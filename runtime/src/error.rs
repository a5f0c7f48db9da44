use attest_store::StoreError;
use thiserror::Error;

/// Why a transition was rejected.
///
/// Every variant except [`RuntimeError::Store`] is a business-rule violation
/// the caller can act on; the display strings are what the ledger records
/// as the transaction's status message.
#[derive(Debug, Error)]
pub enum RuntimeError {
    #[error("Only the current admin can set the admin, or if there is no admin yet")]
    AdminChangeForbidden,

    #[error("Sender is not admin")]
    SenderNotAdmin,

    #[error("Sender is not a judge")]
    SenderNotJudge,

    #[error("Vote already exists")]
    VoteAlreadyExists,

    #[error("Credential already exists")]
    CredentialAlreadyExists,

    #[error("Vote does not exist")]
    VoteNotFound,

    #[error("Vote has expired")]
    VoteExpired,

    #[error("Vote has already been cast")]
    VoteAlreadyCast,

    #[error("store error: {0}")]
    Store(#[from] StoreError),
}

impl RuntimeError {
    /// `true` for business-rule rejections, `false` for storage faults.
    pub fn is_rejection(&self) -> bool {
        !matches!(self, RuntimeError::Store(_))
    }
}
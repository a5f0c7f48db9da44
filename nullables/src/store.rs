//! Nullable store: thread-safe in-memory storage for testing.

use attest_store::{ChangeSet, StateKey, StateStore, StoreError};
use std::collections::{BTreeMap, HashMap};
use std::sync::Mutex;

/// An in-memory [`StateStore`].
///
/// Can be told to fail its next commit or meta write, to exercise rollback
/// and recovery paths.
pub struct NullStore {
    state: Mutex<BTreeMap<StateKey, Vec<u8>>>,
    meta: Mutex<HashMap<String, Vec<u8>>>,
    fail_next_commit: Mutex<bool>,
    fail_next_meta_write: Mutex<bool>,
}

impl NullStore {
    pub fn new() -> Self {
        Self {
            state: Mutex::new(BTreeMap::new()),
            meta: Mutex::new(HashMap::new()),
            fail_next_commit: Mutex::new(false),
            fail_next_meta_write: Mutex::new(false),
        }
    }

    /// Make the next `commit` return a backend error without applying anything.
    pub fn fail_next_commit(&self) {
        *self.fail_next_commit.lock().unwrap() = true;
    }

    /// Make the next `put_meta` return a backend error without writing.
    pub fn fail_next_meta_write(&self) {
        *self.fail_next_meta_write.lock().unwrap() = true;
    }

    /// Copy of every stored entry, for before/after comparisons.
    pub fn snapshot(&self) -> BTreeMap<StateKey, Vec<u8>> {
        self.state.lock().unwrap().clone()
    }

    /// Number of stored protocol entries.
    pub fn len(&self) -> usize {
        self.state.lock().unwrap().len()
    }

    pub fn is_empty(&self) -> bool {
        self.len() == 0
    }
}

impl Default for NullStore {
    fn default() -> Self {
        Self::new()
    }
}

impl StateStore for NullStore {
    fn get(&self, key: &StateKey) -> Result<Option<Vec<u8>>, StoreError> {
        Ok(self.state.lock().unwrap().get(key).cloned())
    }

    fn commit(&self, changes: ChangeSet) -> Result<(), StoreError> {
        let mut fail = self.fail_next_commit.lock().unwrap();
        if *fail {
            *fail = false;
            return Err(StoreError::Backend("injected commit failure".to_string()));
        }
        self.state.lock().unwrap().extend(changes);
        Ok(())
    }

    fn get_meta(&self, key: &str) -> Result<Option<Vec<u8>>, StoreError> {
        Ok(self.meta.lock().unwrap().get(key).cloned())
    }

    fn put_meta(&self, key: &str, value: &[u8]) -> Result<(), StoreError> {
        let mut fail = self.fail_next_meta_write.lock().unwrap();
        if *fail {
            *fail = false;
            return Err(StoreError::Backend("injected meta write failure".to_string()));
        }
        self.meta
            .lock()
            .unwrap()
            .insert(key.to_string(), value.to_vec());
        Ok(())
    }
}
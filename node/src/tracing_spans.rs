//! Pre-built [`tracing::Span`] constructors for common node operations.
//!
//! Using consistent span names and field sets makes it easy to filter and
//! correlate logs of one block or one transaction.

use tracing::{info_span, Span};

/// Span covering the production of one block.
pub fn block_span(height: u64, tx_count: usize) -> Span {
    info_span!("block", height = %height, tx_count = %tx_count)
}

/// Span covering one transaction within a block.
pub fn tx_span(index: usize, sender: &str) -> Span {
    info_span!("tx", index = %index, sender = %sender)
}
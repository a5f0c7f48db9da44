//! Content-derived identifiers for credentials and ballots.

use serde::{Deserialize, Serialize};
use std::fmt;
use std::str::FromStr;

use crate::ParseError;

/// A 32-byte identifier derived by hashing an entity's content.
///
/// Credential ids and ballot ids live in the same key space: the ballot
/// opened for a credential carries the credential's id.
#[derive(Clone, Copy, PartialEq, Eq, PartialOrd, Ord, Hash, Serialize, Deserialize)]
pub struct EntityId([u8; 32]);

impl EntityId {
    pub const ZERO: Self = Self([0u8; 32]);

    pub fn new(bytes: [u8; 32]) -> Self {
        Self(bytes)
    }

    pub fn as_bytes(&self) -> &[u8; 32] {
        &self.0
    }

    pub fn is_zero(&self) -> bool {
        self.0 == [0u8; 32]
    }
}

impl fmt::Debug for EntityId {
    fn fmt(&self, f: &mut fmt::Formatter<'_>) -> fmt::Result {
        write!(f, "EntityId({}\u{2026})", hex::encode(&self.0[..4]))
    }
}

impl fmt::Display for EntityId {
    fn fmt(&self, f: &mut fmt::Formatter<'_>) -> fmt::Result {
        write!(f, "{}", hex::encode(self.0))
    }
}

impl FromStr for EntityId {
    type Err = ParseError;

    fn from_str(s: &str) -> Result<Self, Self::Err> {
        crate::decode_hex32(s).map(Self)
    }
}

#[cfg(test)]
mod tests {
    use super::*;

    #[test]
    fn display_parses_back() {
        let id = EntityId::new([0xab; 32]);
        let parsed: EntityId = id.to_string().parse().unwrap();
        assert_eq!(parsed, id);
    }

    #[test]
    fn rejects_short_input() {
        let err = "abcd".parse::<EntityId>().unwrap_err();
        assert_eq!(err, ParseError::Length { expected: 32, actual: 2 });
    }

    #[test]
    fn rejects_non_hex() {
        assert!(matches!("zz".parse::<EntityId>(), Err(ParseError::Hex(_))));
    }

    #[test]
    fn debug_is_abbreviated() {
        let id = EntityId::new([0x01; 32]);
        assert_eq!(format!("{id:?}"), "EntityId(01010101\u{2026})");
    }
}
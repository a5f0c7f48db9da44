//! Entry points exposed to the ledger and the status it records for each.

use attest_types::{Claim, EntityId, PublicKey};
use serde::{Deserialize, Serialize};

use crate::{RuntimeError, VoteChoice};

/// One public operation with its explicit arguments. The sender and block
/// height arrive separately, in the execution context.
#[derive(Clone, Debug, PartialEq, Eq, Serialize, Deserialize)]
pub enum RuntimeCall {
    SetAdmin { admin: PublicKey },
    AddJudge { judge: PublicKey },
    AddCredential { claim: Claim },
    CastVote { vote_id: EntityId, choice: VoteChoice },
}

impl RuntimeCall {
    pub fn name(&self) -> &'static str {
        match self {
            RuntimeCall::SetAdmin { .. } => "set_admin",
            RuntimeCall::AddJudge { .. } => "add_judge",
            RuntimeCall::AddCredential { .. } => "add_credential",
            RuntimeCall::CastVote { .. } => "cast_vote",
        }
    }
}

/// Per-transaction status: success flag plus the rejection reason, if any.
#[derive(Clone, Debug, PartialEq, Eq, Serialize, Deserialize)]
pub struct TxReceipt {
    pub status: bool,
    pub status_message: Option<String>,
}

impl TxReceipt {
    pub fn success() -> Self {
        Self {
            status: true,
            status_message: None,
        }
    }

    pub fn failure(error: &RuntimeError) -> Self {
        Self {
            status: false,
            status_message: Some(error.to_string()),
        }
    }
}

** WORK REQUEST **
The full set of records must be output again exactly.

** ANSWER FOR THE TASK **
filename runtime/src/error.rs
repository a5f0c7f48db9da44
use attest_store::StoreError;
use thiserror::Error;

/// Why a transition was rejected.
///
/// Every variant except [`RuntimeError::Store`] is a business-rule violation
/// the caller can act on; the display strings are what the ledger records
/// as the transaction's status message.
#[derive(Debug, Error)]
pub enum RuntimeError {
    #[error("Only the current admin can set the admin, or if there is no admin yet")]
    AdminChangeForbidden,

    #[error("Sender is not admin")]
    SenderNotAdmin,

    #[error("Sender is not a judge")]
    SenderNotJudge,

    #[error("Vote already exists")]
    VoteAlreadyExists,

    #[error("Credential already exists")]
    CredentialAlreadyExists,

    #[error("Vote does not exist")]
    VoteNotFound,

    #[error("Vote has expired")]
    VoteExpired,

    #[error("Vote has already been cast")]
    VoteAlreadyCast,

    #[error("store error: {0}")]
    Store(#[from] StoreError),
}

impl RuntimeError {
    /// `true` for business-rule rejections, `false` for storage faults.
    pub fn is_rejection(&self) -> bool {
        !matches!(self, RuntimeError::Store(_))
    }
}
repository a5f0c7f48db9da44
filename nullables/src/store.rs
//! Nullable store: thread-safe in-memory storage for testing.

use attest_store::{ChangeSet, StateKey, StateStore, StoreError};
use std::collections::{BTreeMap, HashMap};
use std::sync::Mutex;

/// An in-memory [`StateStore`].
///
/// Can be told to fail its next commit or meta write, to exercise rollback
/// and recovery paths.
pub struct NullStore {
    state: Mutex<BTreeMap<StateKey, Vec<u8>>>,
    meta: Mutex<HashMap<String, Vec<u8>>>,
    fail_next_commit: Mutex<bool>,
    fail_next_meta_write: Mutex<bool>,
}

impl NullStore {
    pub fn new() -> Self {
        Self {
            state: Mutex::new(BTreeMap::new()),
            meta: Mutex::new(HashMap::new()),
            fail_next_commit: Mutex::new(false),
            fail_next_meta_write: Mutex::new(false),
        }
    }

    /// Make the next `commit` return a backend error without applying anything.
    pub fn fail_next_commit(&self) {
        *self.fail_next_commit.lock().unwrap() = true;
    }

    /// Make the next `put_meta` return a backend error without writing.
    pub fn fail_next_meta_write(&self) {
        *self.fail_next_meta_write.lock().unwrap() = true;
    }

    /// Copy of every stored entry, for before/after comparisons.
    pub fn snapshot(&self) -> BTreeMap<StateKey, Vec<u8>> {
        self.state.lock().unwrap().clone()
    }

    /// Number of stored protocol entries.
    pub fn len(&self) -> usize {
        self.state.lock().unwrap().len()
    }

    pub fn is_empty(&self) -> bool {
        self.len() == 0
    }
}

impl Default for NullStore {
    fn default() -> Self {
        Self::new()
    }
}

impl StateStore for NullStore {
    fn get(&self, key: &StateKey) -> Result<Option<Vec<u8>>, StoreError> {
        Ok(self.state.lock().unwrap().get(key).cloned())
    }

    fn commit(&self, changes: ChangeSet) -> Result<(), StoreError> {
        let mut fail = self.fail_next_commit.lock().unwrap();
        if *fail {
            *fail = false;
            return Err(StoreError::Backend("injected commit failure".to_string()));
        }
        self.state.lock().unwrap().extend(changes);
        Ok(())
    }

    fn get_meta(&self, key: &str) -> Result<Option<Vec<u8>>, StoreError> {
        Ok(self.meta.lock().unwrap().get(key).cloned())
    }

    fn put_meta(&self, key: &str, value: &[u8]) -> Result<(), StoreError> {
        let mut fail = self.fail_next_meta_write.lock().unwrap();
        if *fail {
            *fail = false;
            return Err(StoreError::Backend("injected meta write failure".to_string()));
        }
        self.meta
            .lock()
            .unwrap()
            .insert(key.to_string(), value.to_vec());
        Ok(())
    }
}
filename node/src/tracing_spans.rs
//! Pre-built [`tracing::Span`] constructors for common node operations.
//!
//! Using consistent span names and field sets makes it easy to filter and
//! correlate logs of one block or one transaction.

use tracing::{info_span, Span};

/// Span covering the production of one block.
pub fn block_span(height: u64, tx_count: usize) -> Span {
    info_span!("block", height = %height, tx_count = %tx_count)
}

/// Span covering one transaction within a block.
pub fn tx_span(index: usize, sender: &str) -> Span {
    info_span!("tx", index = %index, sender = %sender)
}
repository a5f0c7f48db9da44
//! Content-derived identifiers for credentials and ballots.

use serde::{Deserialize, Serialize};
use std::fmt;
use std::str::FromStr;

use crate::ParseError;

/// A 32-byte identifier derived by hashing an entity's content.
///
/// Credential ids and ballot ids live in the same key space: the ballot
/// opened for a credential carries the credential's id.
#[derive(Clone, Copy, PartialEq, Eq, PartialOrd, Ord, Hash, Serialize, Deserialize)]
pub struct EntityId([u8; 32]);

impl EntityId {
    pub const ZERO: Self = Self([0u8; 32]);

    pub fn new(bytes: [u8; 32]) -> Self {
        Self(bytes)
    }

    pub fn as_bytes(&self) -> &[u8; 32] {
        &self.0
    }

    pub fn is_zero(&self) -> bool {
        self.0 == [0u8; 32]
    }
}

impl fmt::Debug for EntityId {
    fn fmt(&self, f: &mut fmt::Formatter<'_>) -> fmt::Result {
        write!(f, "EntityId({}\u{2026})", hex::encode(&self.0[..4]))
    }
}

impl fmt::Display for EntityId {
    fn fmt(&self, f: &mut fmt::Formatter<'_>) -> fmt::Result {
        write!(f, "{}", hex::encode(self.0))
    }
}

impl FromStr for EntityId {
    type Err = ParseError;

    fn from_str(s: &str) -> Result<Self, Self::Err> {
        crate::decode_hex32(s).map(Self)
    }
}

#[cfg(test)]
mod tests {
    use super::*;

    #[test]
    fn display_parses_back() {
        let id = EntityId::new([0xab; 32]);
        let parsed: EntityId = id.to_string().parse().unwrap();
        assert_eq!(parsed, id);
    }

    #[test]
    fn rejects_short_input() {
        let err = "abcd".parse::<EntityId>().unwrap_err();
        assert_eq!(err, ParseError::Length { expected: 32, actual: 2 });
    }

    #[test]
    fn rejects_non_hex() {
        assert!(matches!("zz".parse::<EntityId>(), Err(ParseError::Hex(_))));
    }

    #[test]
    fn debug_is_abbreviated() {
        let id = EntityId::new([0x01; 32]);
        assert_eq!(format!("{id:?}"), "EntityId(01010101\u{2026})");
    }
}
repository a5f0c7f48db9da44
//! Entry points exposed to the ledger and the status it records for each.

use attest_types::{Claim, EntityId, PublicKey};
use serde::{Deserialize, Serialize};

use crate::{RuntimeError, VoteChoice};

/// One public operation with its explicit arguments. The sender and block
/// height arrive separately, in the execution context.
#[derive(Clone, Debug, PartialEq, Eq, Serialize, Deserialize)]
pub enum RuntimeCall {
    SetAdmin { admin: PublicKey },
    AddJudge { judge: PublicKey },
    AddCredential { claim: Claim },
    CastVote { vote_id: EntityId, choice: VoteChoice },
}

impl RuntimeCall {
    pub fn name(&self) -> &'static str {
        match self {
            RuntimeCall::SetAdmin { .. } => "set_admin",
            RuntimeCall::AddJudge { .. } => "add_judge",
            RuntimeCall::AddCredential { .. } => "add_credential",
            RuntimeCall::CastVote { .. } => "cast_vote",
        }
    }
}

/// Per-transaction status: success flag plus the rejection reason, if any.
#[derive(Clone, Debug, PartialEq, Eq, Serialize, Deserialize)]
pub struct TxReceipt {
    pub status: bool,
    pub status_message: Option<String>,
}

impl TxReceipt {
    pub fn success() -> Self {
        Self {
            status: true,
            status_message: None,
        }
    }

    pub fn failure(error: &RuntimeError) -> Self {
        Self {
            status: false,
            status_message: Some(error.to_string()),
        }
    }
}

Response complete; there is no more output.